La presencia de estas dos palabras irrumpe en tu vida de una manera tan violenta… en primera instancia, pueden representar la cancelación de cualquier sueño, de cualquier proyecto de vida; acabar de un momento a otro con la posibilidad de pensar en el mes que viene, en el año que entra. Te enfrentan de pronto a una realidad que nunca habías imaginado que pudieras llegar a enfrentar. Sin embargo, cuando las tienes presentes, cuando revisas el resultado de tus estudios de laboratorio y descubres que todos tus temores eran fundados y que aquella protuberancia es maligna, sientes que se junta el cielo con la tierra, se te aflojan las piernas y paulatinamente se te llenan de lágrimas los ojos.
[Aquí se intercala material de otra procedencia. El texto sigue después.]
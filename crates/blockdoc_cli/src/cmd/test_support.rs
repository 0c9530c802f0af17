use std::path::{Path, PathBuf};
use std::process::{Command, Output};
use std::sync::{Arc, OnceLock};

use blockdoc::codec::{Compression, Document, EncodeOptions, Schema};
use blockdoc_testkit::{fixture_path, fixture_text, target_dir as workspace_target_dir};

static BLOCKDOC_BIN: OnceLock<PathBuf> = OnceLock::new();

pub(crate) fn scene_schema_path() -> String {
	fixture_path("scene.schema.json").to_string_lossy().into_owned()
}

/// Write a small scene document (two nodes, a mesh, a shape) into `dir`.
pub(crate) fn write_scene(dir: &Path, name: &str, compression: Compression) -> String {
	let schema = Arc::new(Schema::from_json_str(&fixture_text("scene.schema.json")).expect("scene schema validates"));
	let mut doc = Document::new(Arc::clone(&schema), 0x0200_0000, 0).expect("document");
	let root = doc.new_block("Node").expect("root");
	let child = doc.new_block("Node").expect("child");
	let mesh = doc.new_block("Mesh").expect("mesh");
	let shape = doc.new_block("Shape").expect("shape");

	let record = &mut doc.block_mut(root).expect("root").record;
	record.set_str(&schema, "Name", "root").expect("name");
	record.resize_array(&schema, "Children", 1).expect("children");
	record
		.get_mut(&schema, "Children")
		.expect("children")
		.as_array_mut()
		.expect("array")
		.get_mut(0)
		.expect("slot")
		.for_each_link_mut(&mut |link| link.set(Some(child)));
	doc.set_link(root, "Mesh", Some(mesh)).expect("mesh link");
	doc.set_link(root, "Shape", Some(shape)).expect("shape link");
	doc.set_link(child, "Parent", Some(root)).expect("parent link");
	doc.set_link(shape, "Body", Some(root)).expect("body link");
	doc.block_mut(mesh).expect("mesh").record.set_str(&schema, "Name", "mesh").expect("name");
	doc.set_roots(vec![root]).expect("roots");

	let path = dir.join(name);
	doc.save(&path, &EncodeOptions { compression, ..EncodeOptions::default() }).expect("scene saves");
	path.to_string_lossy().into_owned()
}

pub(crate) fn run_blockdoc(args: &[&str]) -> Output {
	Command::new(blockdoc_bin()).args(args).output().expect("blockdoc command executes")
}

pub(crate) fn run_blockdoc_json(args: &[&str]) -> serde_json::Value {
	let output = run_blockdoc(args);
	assert!(
		output.status.success(),
		"blockdoc command failed with status={}: {}",
		output.status,
		String::from_utf8_lossy(&output.stderr)
	);
	serde_json::from_slice(&output.stdout).expect("stdout should be valid json")
}

fn blockdoc_bin() -> &'static PathBuf {
	BLOCKDOC_BIN.get_or_init(resolve_blockdoc_bin)
}

fn resolve_blockdoc_bin() -> PathBuf {
	if let Ok(path) = std::env::var("CARGO_BIN_EXE_blockdoc") {
		return PathBuf::from(path);
	}

	let manifest_dir = PathBuf::from(env!("CARGO_MANIFEST_DIR"));
	let target_dir = workspace_target_dir();

	let mut bin = target_dir.join("debug");
	bin.push(if cfg!(windows) { "blockdoc.exe" } else { "blockdoc" });

	let status = Command::new("cargo")
		.current_dir(&manifest_dir)
		.args(["build", "--quiet", "--bin", "blockdoc"])
		.status()
		.expect("cargo build executes");
	assert!(status.success(), "failed to build blockdoc binary at {}", bin.display());

	bin
}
Sobre el cáncer tienes un conocimiento limitado de lo que pasa, a partir de personas conocidas, pero uno se siente único cuando lo padece y al final es cierto, somos únicos y el dolor que enfrentamos, efectivamente es sólo nuestro y nadie puede entenderlo. La sensación de estar terriblemente solo frente a un mundo que no tiene la capacidad de entenderte y mucho menos de comprender lo que estás pasando.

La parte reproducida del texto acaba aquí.